К сожалению, в колонке я не смогу опираться на научные данные, но очень бы хотелось, чтобы исследования на эту тему появились. Мы же, по сути, идем эмпирическим путем: сталкиваемся с проблемой и тут же начинаем ее решать.
Считается, что все усилия профильной некоммерческой организации, которая помогает онкопациентам, должны быть направлены на человека с диагнозом. НКО оказывает ему психологическую поддержку, проводит встречи и консультации, собирает средства на лечение. Что в это время происходит в его семье, как его или ее диагноз воспринимают родственники, что там с партнером, как чувствуют себя дети – об этом в случае тяжелой болезни никто не думает.
Можно понять почему: когда не хватает денег на лекарства, все остальное воспринимается излишеством.
И все-таки мне кажется важным озвучить это: онкодиагноз – испытание не для одного человека, это испытание для всей семьи, и ей нужно помочь через него пройти.
Что чувствуют дети
К сожалению, история жизни с диагнозом далеко не всегда укладывается в три шага: «заболел – побежал лечиться – победил рак». Бывает, что люди живут с диагнозом долго. Особенно это долго – для ребенка.
Когда мама лечится не год, не два, не пять и даже не семь… Ребенку было, предположим, лет шесть, когда маме поставили диагноз. Ее лечение пришлось на период взросления маленького человека. Все эти годы семья находится в диком напряжении. Детская психика справляется, как может.
Не люблю слово «психосоматика», потому что так сейчас называют все, что угодно. Но когда у ребенка поднимается температура 37,5 и держится очень долго, когда сильно падает активность, когда он становится излишне агрессивным или очень вялым, когда случаются боли в желудке, но не находится физиологических причин и объяснений, очевидно, с человеком происходит что-то на уровне нервной системы. В некоторых случаях у ребенка даже начинается анорексия.
Это штамп, но дети – наше будущее. Болезнь родителя всегда на них влияет. Они выходят в жизнь с серьезной травмой, тяжелой ношей, которую мы в состоянии немножко сгладить.
Первое, что предлагаем для поддержки, – семейная психотерапия. Второе – любая совместная физическая и творческая активность: мастер-классы, танцы, бассейн.
Как ведут себя партнеры
Вы знаете, сколько партнеров остаются в семье после постановки супруге диагноза?
Большинство мужчин некоторое время терпят, а потом уходят: кто-то фактически – из семьи, кто-то – в работу.
Есть еще третий вариант: партнер встает рядом, берет на себя быт и часть ответственности. Эти случаи можно наблюдать в интернете в картинках: о таких партнерах пишут в СМИ, такие пары фотографируют.
В подавляющем большинстве семей, к сожалению, все складывается не так, как в тех фоторепортажах.

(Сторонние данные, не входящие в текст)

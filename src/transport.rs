//! The seam between a [`crate::session::Session`] and whatever carries Modbus requests to the
//! heat pump.

use std::time::Duration;

#[derive(thiserror::Error, Debug)]
pub enum Error {
    #[error("lookup of `{1}` failed")]
    LookupHost(#[source] std::io::Error, String),
    #[error("`{0}` did not resolve to any address")]
    NoAddress(String),
    #[error("could not connect to `{1}` over TCP")]
    Connect(#[source] std::io::Error, String),
    #[error("could not send out the request")]
    Send(#[source] std::io::Error),
    #[error("could not read data from the stream")]
    Receive(#[source] std::io::Error),
    #[error("the connection was closed by the device")]
    Closed,
    #[error("no response within {0:?}")]
    Timeout(Duration),
    #[error("device responded with exception code {0}")]
    Exception(u8),
    #[error("device responded with an unexpected function code {0:#04x}")]
    UnexpectedResponse(u8),
    #[error("could not shut down the connection")]
    Shutdown(#[source] std::io::Error),
}

impl Error {
    pub fn exception_code(&self) -> Option<u8> {
        match self {
            Self::Exception(code) => Some(*code),
            _ => None,
        }
    }
}

/// Bulk reads and single writes against the four Modbus regions.
///
/// Addresses are the 0-based protocol addresses. Requests issued while closed connect first.
#[allow(async_fn_in_trait)]
pub trait Transport {
    /// Human readable description of the device this transport talks to.
    fn peer(&self) -> String;

    /// Connect, unless already connected.
    async fn open(&mut self) -> Result<(), Error>;

    async fn read_coils(&mut self, address: u16, count: u16) -> Result<Vec<bool>, Error>;

    async fn read_discrete_inputs(&mut self, address: u16, count: u16)
    -> Result<Vec<bool>, Error>;

    async fn read_input_registers(&mut self, address: u16, count: u16)
    -> Result<Vec<u16>, Error>;

    async fn read_holding_registers(
        &mut self,
        address: u16,
        count: u16,
    ) -> Result<Vec<u16>, Error>;

    async fn write_coil(&mut self, address: u16, value: bool) -> Result<(), Error>;

    async fn write_register(&mut self, address: u16, value: u16) -> Result<(), Error>;

    /// Drop the connection, if any.
    async fn close(&mut self) -> Result<(), Error>;
}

Думаю, это следствие нашей культуры, в которой женщина всегда активнее, следствие патриархальной системы, в которой поддерживается функциональное отношение к ней:
Хорошая жена выполняет положенный набор функций. Если перестает выполнять, ее нужно «сдать в утиль» или, по крайней мере, пристыдить.
Вместо того чтобы перераспределить эти функции между партнерами и поддержать женщину.
Скажу честно, мы не умеем работать с мужчинами. Их практически невозможно затащить на семейную психотерапию. Они игнорируют совместные активности, считая их баловством. Если мам с детьми мы еще можем записать в бассейн, то о папах на этих тренировках не может быть и речи. Во-первых, никто не придет. Во-вторых, неизвестно, как к присутствию мужчин на бесплатной тренировке отнесется администрация бассейна.
Весной мы запустили занятия по ипповенции – очень модный сейчас, относительно новый для России вид психологической поддержки, подразумевающий общение с лошадью. Проект создавался для онкопациентов и их семей. Мы ждали семьи в полном составе и были уверены, что уж к лошадкам-то все захотят.
Прошло два месяца. Пока на занятия не пришел ни один мужчина.
В идеальном мире
Что делать? Думаю, ни у меня, ни у кого бы то ни было нет готовых решений. Где-то в идеальном мире существует достаточно некоммерческих организаций, которые могут предоставить онкопациенту и его близким длительную бесплатную психотерапевтическую помощь. А семьи осознают необходимость такой поддержки, не стесняются ее получать и отправляются к специалисту сразу после постановки диагноза.
В реальности же все мы привыкли думать, что нужно помогать только пациенту. А сам человек, узнав о своей болезни, начинает относиться к себе как к источнику проблемы для близких и взваливает на плечи груз вины.
Думаю, наша задача сейчас – говорить об этом, обращать внимание общественности на то, что тяжелый диагноз одного человека – это удар по всей его семье. А семья – это система, и она нуждается в нашей поддержке.